Some MTSU nursing students are doing their part to help Tennesseans survive the coronavirus outbreak.
About 25 MTSU students are helping to staff the Tennessee Department of Health’s COVID-19 hotline, which is available from 10 a.m. to 10 p.m. Central time seven days a week. They sit 6 feet apart, supplied with information and antiseptic wipes, at the Tennessee Emergency Management Agency’s Command Center in Nashville.
The students, clad in their clinical scrubs and lab coats, provide callers from throughout the state with available facts and try to dispel rumors, misinformation and disinformation. The MTSU volunteers are students in Dr. Barbara Lancaster’s community/public health nursing course.
“What better experience could they have!” Lancaster said. “I’m very proud of them.”
Lancaster, an assistant professor of nursing and nurse practitioner, said MTSU responded to a request from Elizabeth Hart, associate director of communication at the Tennessee Department of Health.

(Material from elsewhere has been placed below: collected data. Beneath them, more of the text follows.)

//! Checkout state machines: the two-step wizard and the payment phase.

use serde::{Deserialize, Serialize};

/// The wizard position within one checkout attempt.
///
/// Transitions:
/// ```text
/// Address ──confirm──► Payment
///    ▲                    │
///    └───────back─────────┘
/// ```
#[derive(Debug, Clone, Copy, PartialEq, Eq, Hash, Serialize, Deserialize, Default)]
pub enum CheckoutStep {
    /// Collecting and validating the shipping address.
    #[default]
    Address,

    /// Address frozen; the payment phase machine takes over.
    Payment,
}

impl CheckoutStep {
    /// Returns true if the address can be confirmed from this step.
    pub fn can_confirm_address(&self) -> bool {
        matches!(self, CheckoutStep::Address)
    }

    /// Returns true if the wizard can go back to the address step.
    pub fn can_return_to_address(&self) -> bool {
        matches!(self, CheckoutStep::Payment)
    }

    /// Returns the step name as a string.
    pub fn as_str(&self) -> &'static str {
        match self {
            CheckoutStep::Address => "Address",
            CheckoutStep::Payment => "Payment",
        }
    }
}

impl std::fmt::Display for CheckoutStep {
    fn fmt(&self, f: &mut std::fmt::Formatter<'_>) -> std::fmt::Result {
        write!(f, "{}", self.as_str())
    }
}

/// The payment phase of a checkout attempt.
///
/// Transitions:
/// ```text
/// Idle ──► Initiating ──► AwaitingGateway ──► Verifying ──┬──► Settled
///  ▲           │                │                         └──► VerifyFailed
///  └───────────┴────────────────┘
///      (abort / gateway failure / dismissal)
/// ```
///
/// The processing-payment flag is derived from this enum rather than
/// stored: `is_processing` covers the whole span from the pay click to the
/// first terminal or recovered outcome, so the flag cannot be left stuck by
/// a missed reset.
#[derive(Debug, Clone, Copy, PartialEq, Eq, Hash, Serialize, Deserialize, Default)]
pub enum PaymentPhase {
    /// No payment in flight; a new one may be started.
    #[default]
    Idle,

    /// Gateway loading and intent creation are underway.
    Initiating,

    /// The gateway widget is open; waiting for its outcome.
    AwaitingGateway,

    /// Gateway reported success; backend verification in progress.
    Verifying,

    /// Backend confirmed the payment (terminal state).
    Settled,

    /// Backend rejected verification after apparent gateway success
    /// (terminal state; retrying is unsafe).
    VerifyFailed,
}

impl PaymentPhase {
    /// Returns true if a payment can be initiated from this phase.
    pub fn can_initiate(&self) -> bool {
        matches!(self, PaymentPhase::Idle)
    }

    /// Returns true while a payment is in flight.
    pub fn is_processing(&self) -> bool {
        matches!(
            self,
            PaymentPhase::Initiating | PaymentPhase::AwaitingGateway | PaymentPhase::Verifying
        )
    }

    /// Returns true if this is a terminal phase for the attempt.
    pub fn is_terminal(&self) -> bool {
        matches!(self, PaymentPhase::Settled | PaymentPhase::VerifyFailed)
    }

    /// Returns the phase name as a string.
    pub fn as_str(&self) -> &'static str {
        match self {
            PaymentPhase::Idle => "Idle",
            PaymentPhase::Initiating => "Initiating",
            PaymentPhase::AwaitingGateway => "AwaitingGateway",
            PaymentPhase::Verifying => "Verifying",
            PaymentPhase::Settled => "Settled",
            PaymentPhase::VerifyFailed => "VerifyFailed",
        }
    }
}

impl std::fmt::Display for PaymentPhase {
    fn fmt(&self, f: &mut std::fmt::Formatter<'_>) -> std::fmt::Result {
        write!(f, "{}", self.as_str())
    }
}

Professors could not mandate participation because students were already at the end of the university’s extended spring break. However, Lancaster said her students were grateful for the opportunity.
“It seemed like an answer to prayer,” Lancaster said. “My students rallied to the call.”
Olivia Riggs, a senior from Lenoir City, Tennessee, spent a total of 20 hours on the hotline in one 12-hour shift and one eight-hour shift.
“Most of the calls I received were about where to be tested or whether to get tested,” Riggs said. “Some people thought an increase in the numbers showed the virus was spreading, but it really showed more people were getting tested.”
Riggs said there was hand sanitizer at every other table in the call center, Clorox wipes to clean tables and computers and alcohol wipes to clean phones.
As a normal part of her course, Lancaster requires each of her students to conduct surveys to assess what citizens believe to be their community’s most pressing needs. Following the survey, the students must conduct service projects that respond to those needs.
The students already had conducted their surveys, but the need for social distancing in response to the growing coronavirus outbreak made completing the projects practically impossible. Lancaster gave them the option of working for the hotline or to develop a project on how a registered nurse serves a community. All of her students are on track to graduate in December 2020.
“One of my overriding goals was to enable them to get their experience so they would not have their education put off,” Lancaster said. “I had some students who needed as much as 20 hours.”
The Tennessee Department of Health’s COVID-19 hotline numbers are 833-556-2476 and 877-857-2945.